Dans cet océan de corps râblés et mats de peau, une
silhouette interpelle: pâle, blondinet, Maxim
Molokoedov vient de finir l’entraînement.
Tranquillement assis à l’arrière d’une bagnole, il est
en train de boire à même la bouteille les trois litres de
lait frais que vient de lui tendre un fermier. Il a raison
d’en profiter: dans une heure, Maxim Molokoedov
passera la porte en acier forgé qui marque l’entrée
de l’Ex Penitenciaria, la plus grande prison du Chili,
où il purge une peine de trois ans et un jour. Motif:
trafic de drogue.
Le 20 juillet 2010, alors qu’il revient d’Équateur, où
il a passé neuf jours à se promener sur le front de mer
de Guayaquil et à assister aux matchs du Barcelona
Guayaquil, Molokoedov transite pendant huit heures
par l’aéroport de Santiago. Il transporte six kilos de
cocaïne, dissimulés dans des livres pour enfants. Son
itinéraire est réglé comme du papier à musique: le
Russe doit s’envoler pour l’Espagne, livrer son petit
colis, puis s’en retourner chez lui, à Saint-Pétersbourg,
avec comme récompense les clés d’un appartement
neuf. Sauf qu’il n’aura jamais l’occasion de profiter de
son loft avec vue sur la Neva. “Je lisais dans la salle
d’embarquement quand deux policiers avec leurs
chiens m’ont interpellé. Je n’ai rien compris à ce qu’ils
me disaient, malgré mon dictionnaire russe-espagnol.

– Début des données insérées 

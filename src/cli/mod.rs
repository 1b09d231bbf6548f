//! CLI routing and command dispatch.

use crate::constants;
use crate::core::paths;
use anyhow::Result;
use clap::{Parser, Subcommand};
use std::path::PathBuf;

pub mod copy;
pub mod list;
pub mod paste;
pub mod setup;
pub mod verify;

/// Shared context passed to all command handlers.
#[derive(Debug, Clone)]
pub struct CliContext {
    pub edgerc: PathBuf,
    pub section: String,
    pub debug: bool,
    pub non_interactive: bool,
}

#[derive(Parser, Debug)]
#[command(name = "edgerc-auth", version, about = "Manage and verify EdgeGrid credentials in .edgerc")]
pub struct Cli {
    /// Credential file (default: $EDGERC or ~/.edgerc)
    #[arg(long, short = 'c', global = true, value_name = "PATH")]
    pub config: Option<PathBuf>,

    /// Section of the credential file to use
    #[arg(
        long,
        short = 's',
        global = true,
        env = "EDGERC_SECTION",
        default_value = constants::DEFAULT_SECTION
    )]
    pub section: String,

    /// Show debug logs, including the signed request trace
    #[arg(long, global = true)]
    pub debug: bool,

    /// Run in non-interactive mode (no prompts, suitable for automation)
    #[arg(long, global = true, env = "EDGERC_NON_INTERACTIVE")]
    pub non_interactive: bool,

    #[command(subcommand)]
    pub command: Commands,
}

impl Cli {
    pub async fn run(self) -> Result<()> {
        let ctx = CliContext {
            edgerc: paths::resolve_edgerc(self.config),
            section: self.section,
            debug: self.debug,
            non_interactive: self.non_interactive,
        };
        tracing::debug!(edgerc = %ctx.edgerc.display(), section = %ctx.section, command = self.command.name(), "dispatch");

        match self.command {
            Commands::Setup(args) => setup::run(&ctx, args).await,
            Commands::Paste(args) => paste::run(&ctx, args).await,
            Commands::Copy(args) => copy::run(&ctx, args).await,
            Commands::Verify(args) => verify::run(&ctx, args).await,
            Commands::List(args) => list::run(&ctx, args).await,
        }
    }
}

#[derive(Subcommand, Debug)]
pub enum Commands {
    /// Store credentials for a section, prompting for missing fields
    Setup(setup::SetupArgs),
    /// Paste credential blocks from the API client page
    Paste(paste::PasteArgs),
    /// Copy one section to another
    Copy(copy::CopyArgs),
    /// Verify a section against the client API
    Verify(verify::VerifyArgs),
    /// List sections without secrets
    List(list::ListArgs),
}

impl Commands {
    /// Command name for logs.
    pub fn name(&self) -> &str {
        match self {
            Commands::Setup(_) => "setup",
            Commands::Paste(_) => "paste",
            Commands::Copy(_) => "copy",
            Commands::Verify(_) => "verify",
            Commands::List(_) => "list",
        }
    }
}

#[cfg(test)]
mod tests {
    use super::*;

    #[test]
    fn test_parse_copy_with_globals() {
        let cli = Cli::try_parse_from([
            "edgerc-auth",
            "copy",
            "papi",
            "papi-backup",
            "--config",
            "/tmp/x.edgerc",
            "--debug",
        ])
        .unwrap();
        assert_eq!(cli.config, Some(PathBuf::from("/tmp/x.edgerc")));
        assert!(cli.debug);
        match cli.command {
            Commands::Copy(args) => {
                assert_eq!(args.from, "papi");
                assert_eq!(args.to, "papi-backup");
            }
            other => panic!("unexpected command {:?}", other),
        }
    }

    #[test]
    fn test_parse_paste_flags_conflict() {
        let res = Cli::try_parse_from(["edgerc-auth", "paste", "--overwrite", "--replace-file"]);
        assert!(res.is_err());
    }

    #[test]
    fn test_section_defaults() {
        if std::env::var("EDGERC_SECTION").is_err() {
            let cli = Cli::try_parse_from(["edgerc-auth", "list"]).unwrap();
            assert_eq!(cli.section, "default");
            assert_eq!(cli.command.name(), "list");
        }
    }
}
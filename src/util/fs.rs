use crate::error::{Error, Result};
use std::fs;
use std::path::Path;

#[cfg(unix)]
use std::os::unix::fs::PermissionsExt;

pub fn set_permissions(path: &Path, mode: u32) -> Result<()> {
    #[cfg(unix)]
    {
        let perm = fs::Permissions::from_mode(mode);
        fs::set_permissions(path, perm)
            .map_err(|e| Error::io(&format!("set permissions {:o} on", mode), path, e))?;
    }
    #[cfg(not(unix))]
    let _ = (path, mode);
    Ok(())
}

/// Remove every single and double quote character.
pub fn strip_quotes(content: &str) -> String {
    content.chars().filter(|c| *c != '"' && *c != '\'').collect()
}

#[cfg(test)]
mod tests {
    use super::*;

    #[test]
    fn test_strip_quotes() {
        assert_eq!(strip_quotes("host = \"a'b\"\n"), "host = ab\n");
        assert_eq!(strip_quotes("plain"), "plain");
    }

    #[cfg(unix)]
    #[test]
    fn test_set_permissions() {
        let dir = tempfile::TempDir::new().unwrap();
        let path = dir.path().join("edgerc");
        fs::write(&path, "").unwrap();
        set_permissions(&path, 0o600).unwrap();
        let mode = fs::metadata(&path).unwrap().permissions().mode();
        assert_eq!(mode & 0o777, 0o600);
    }
}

De toute façon, ils m’ont posé peu de questions. Ils
voulaient ma valise et m’ont ordonné de les suivre.
Ils ne m’ont pas maltraité, le reste je ne m’en souviens
plus trop.” Le reste, c’est donc une condamnation
à plusieurs années de prison ferme dans un pays,
le Chili, qu’il ne connaît pas.
Des piges pour la mafia russe
Depuis ce jour, Molokoedov, 24 ans, dort dans une
cellule pourrie de six mètres carrés, avec quatre autres
détenus. Accrochée au mur du cachot, une icône de
saint Nicolas, patron orthodoxe des taulards, veille sur
lui: Maxim a pour le moment réussi à échapper à la
violence qui règne dans la prison surchargée –plus de
5 400 détenus crèchent dans l’Ex Penitenciaria, qui,
pourtant, ne peut accueillir que 2 500 personnes. La
nuit précédente, un prisonnier est mort poignardé.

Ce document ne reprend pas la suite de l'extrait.